Il ruolo delle associazioni industriali
Le associazioni industriali, anch’esse ampiamente rappresentate alla COP29, giocano un ruolo cruciale nel processo politico e normativo sui cambiamenti climatici a livello nazionale. Spesso, si dimostrano più strategiche ed efficaci rispetto alle singole aziende. L’analisi di InfluenceMap indica che un terzo delle associazioni industriali presenti alla COP29, coperte dal database LobbyMap, si oppone a politiche climatiche allineate alla scienza. Meno di un sesto delle associazioni in presenza sostiene tali politiche. Questo riflette una tendenza delle associazioni a rappresentare posizioni di “minimo comune denominatore,” spesso dando voce ai membri più oppositori rispetto a quelli più progressisti.
Tra le associazioni industriali più influenti e negative presenti alla COP29 vi sono la US Chamber of Commerce, l’American Petroleum Institute (API), la Canadian Association of Petroleum Producers, la Japan Iron and Steel Federation (JISF) e la Federation of German Industries (BDI).
Sul fronte positivo, ci sono organizzazioni che cercano di contrastare l’influenza della filiera dei combustibili fossili. Sebbene la loro presenza e capacità di influenza siano ancora limitate, stanno guadagnando terreno. Tra queste, le associazioni del settore delle energie rinnovabili, come la Solar Energy Industries Association (USA), Smart Energy Council (Australia), American Clean Power Association (USA), WindEurope e SolarPower Europe.

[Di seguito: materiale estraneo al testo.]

//! Discord direct-message delivery

use anyhow::{Context, Result};
use async_trait::async_trait;
use log::debug;
use serenity::http::Http;
use serenity::model::id::UserId as DiscordUserId;
use std::sync::Arc;

use super::MessageGateway;
use crate::core::UserId;

/// Discord message content limit
const MESSAGE_LIMIT: usize = 2000;

/// Sends messages to users as Discord DMs
#[derive(Clone)]
pub struct DiscordGateway {
    http: Arc<Http>,
}

impl DiscordGateway {
    pub fn new(http: Arc<Http>) -> Self {
        Self { http }
    }
}

#[async_trait]
impl MessageGateway for DiscordGateway {
    async fn send(&self, user_id: UserId, text: &str) -> Result<()> {
        let channel = DiscordUserId(user_id)
            .create_dm_channel(self.http.as_ref())
            .await
            .with_context(|| format!("Failed to open DM channel with user {user_id}"))?;

        channel
            .id
            .say(&self.http, truncate_for_message(text))
            .await
            .with_context(|| format!("Failed to send DM to user {user_id}"))?;

        debug!("📨 Sent DM to user {user_id} ({} chars)", text.len());
        Ok(())
    }
}

/// Truncate text to fit the Discord message limit on a UTF-8 boundary
pub fn truncate_for_message(text: &str) -> String {
    if text.len() <= MESSAGE_LIMIT {
        return text.to_string();
    }
    let mut end = MESSAGE_LIMIT - 3;
    while !text.is_char_boundary(end) {
        end -= 1;
    }
    format!("{}...", &text[..end])
}
//! # Assistant
//!
//! Single entry point for inbound user text. Routing order:
//! 1. a user being nudged about a reminder has their message taken as the
//!    acknowledgement, nothing else happens;
//! 2. otherwise the language model interprets the message;
//! 3. a reminder intent is persisted and scheduled, anything else is answered
//!    directly.
//!
//! Every failure on this path becomes a reply to the user; nothing here can
//! take the process down.
//!
//! - **Version**: 1.0.0
//! - **Since**: 1.0.0

use anyhow::Result;
use async_trait::async_trait;
use chrono::{FixedOffset, Utc};
use log::{error, info, warn};
use std::sync::Arc;
use uuid::Uuid;

use crate::core::{format_local, format_relative, UserId};
use crate::features::followup::FollowUpTracker;
use crate::features::reminders::{DeliveryScheduler, ReminderStore};
use crate::features::understanding::{
    parse, LanguageModel, ParsedResponse, PromptBuilder, ReminderIntent,
};

const AI_ERROR_REPLY: &str = "⚠️ Something went wrong talking to the AI. Try again later.";
const NOT_UNDERSTOOD_REPLY: &str = "🤔 I didn't catch that, could you say it differently?";
const SAVE_FAILED_REPLY: &str = "⚠️ I couldn't save that reminder, please try again later.";

/// Append-only log of what users said and what the bot answered
#[async_trait]
pub trait ConversationLog: Send + Sync {
    async fn save_chat(&self, user_id: UserId, user_message: &str, bot_message: &str) -> Result<()>;
}

pub struct Assistant {
    store: Arc<dyn ReminderStore>,
    history: Arc<dyn ConversationLog>,
    model: Arc<dyn LanguageModel>,
    scheduler: Arc<DeliveryScheduler>,
    followups: Arc<FollowUpTracker>,
    user_utc_offset: FixedOffset,
}

impl Assistant {
    pub fn new(
        store: Arc<dyn ReminderStore>,
        history: Arc<dyn ConversationLog>,
        model: Arc<dyn LanguageModel>,
        scheduler: Arc<DeliveryScheduler>,
        followups: Arc<FollowUpTracker>,
        user_utc_offset: FixedOffset,
    ) -> Self {
        Self {
            store,
            history,
            model,
            scheduler,
            followups,
            user_utc_offset,
        }
    }

    /// Handle one inbound message and return the reply to post back
    pub async fn handle_incoming_text(&self, user_id: UserId, text: &str) -> String {
        let request_id = Uuid::new_v4().simple().to_string()[..8].to_string();
        let text = text.trim();
        info!("[{request_id}] 💬 User {user_id} wrote: \"{text}\"");

        let reply = self.route(&request_id, user_id, text).await;

        if let Err(e) = self.history.save_chat(user_id, text, &reply).await {
            warn!("[{request_id}] Failed to save chat history: {e:#}");
        }
        reply
    }

    async fn route(&self, request_id: &str, user_id: UserId, text: &str) -> String {
        if let Some(closing) = self.followups.on_user_message(user_id).await {
            return closing;
        }

        if text.is_empty() {
            return NOT_UNDERSTOOD_REPLY.to_string();
        }

        let prompt = PromptBuilder::new(text)
            .with_offset(self.user_utc_offset)
            .build();

        let raw = match self.model.complete(&prompt).await {
            Ok(raw) => raw,
            Err(e) => {
                error!("[{request_id}] ❌ Language model request failed: {e:#}");
                return AI_ERROR_REPLY.to_string();
            }
        };

        if raw.trim().is_empty() {
            warn!("[{request_id}] ⚠️ Language model returned an empty response");
            return NOT_UNDERSTOOD_REPLY.to_string();
        }

        match parse(&raw) {
            Ok(ParsedResponse::Chat(message)) => message,
            Ok(ParsedResponse::Reminder(intent)) => {
                self.create_reminder(request_id, user_id, intent).await
            }
            Err(e) => {
                warn!("[{request_id}] ⚠️ Unusable model response ({e}): {raw}");
                e.user_reply().to_string()
            }
        }
    }

    async fn create_reminder(
        &self,
        request_id: &str,
        user_id: UserId,
        intent: ReminderIntent,
    ) -> String {
        let record = match self
            .store
            .create_reminder(user_id, &intent.text, intent.datetime)
            .await
        {
            Ok(record) => record,
            Err(e) => {
                error!("[{request_id}] ❌ Failed to save reminder for user {user_id}: {e:#}");
                return SAVE_FAILED_REPLY.to_string();
            }
        };

        let local_time = format_local(record.deliver_at, self.user_utc_offset);
        let relative = format_relative(record.deliver_at, Utc::now());
        info!(
            "[{request_id}] ⏰ Reminder #{} \"{}\" set for {} ({local_time} local)",
            record.id,
            record.text,
            record.deliver_at.to_rfc3339()
        );

        let reply = format!(
            "✅ Okay! I'll remind you \"{}\" at {local_time} your time ({relative}).",
            record.text
        );
        self.scheduler.schedule(record);
        reply
    }
}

Ecco la mappa di chi cerca di frenare la COP
L’analisi grafica allegata mappa i punteggi di impegno nelle politiche climatiche (asse orizzontale) rispetto all’intensità del lobbying (asse verticale) delle aziende e associazioni industriali nel database globale di InfluenceMap che partecipano alla COP29. Le aziende con più di 5 delegati sono identificate con i loro loghi. Le aziende situate nell’area verde più marcata sono quelle valutate come leader in advocacy strategiche e scientifiche per le politiche climatiche.
“Ancora una volta, la COP diventa bersaglio di attori negativi impegnati a mantenere lo status quo per sé stessi e le loro industrie. InfluenceMap ha rilevato che solo il 17% delle aziende presenti alla COP allinea la propria attività di lobbying climatico con percorsi scientificamente fondati per raggiungere gli obiettivi dell’Accordo di Parigi. Inoltre”, sottolinea Ed Collins, Direttore di LobbyMap, InfluenceMap “il 45% delle aziende presenti non è attivamente impegnato nelle politiche climatiche, nonostante l’urgenza della sfida e le enormi opportunità per i leader aziendali in questo ambito.
Per contrastare questi attori ben finanziati, è necessario affrontare seriamente il tema della trasparenza del lobbying in questi eventi multinazionali e fare in modo che le aziende rendano questa una priorità.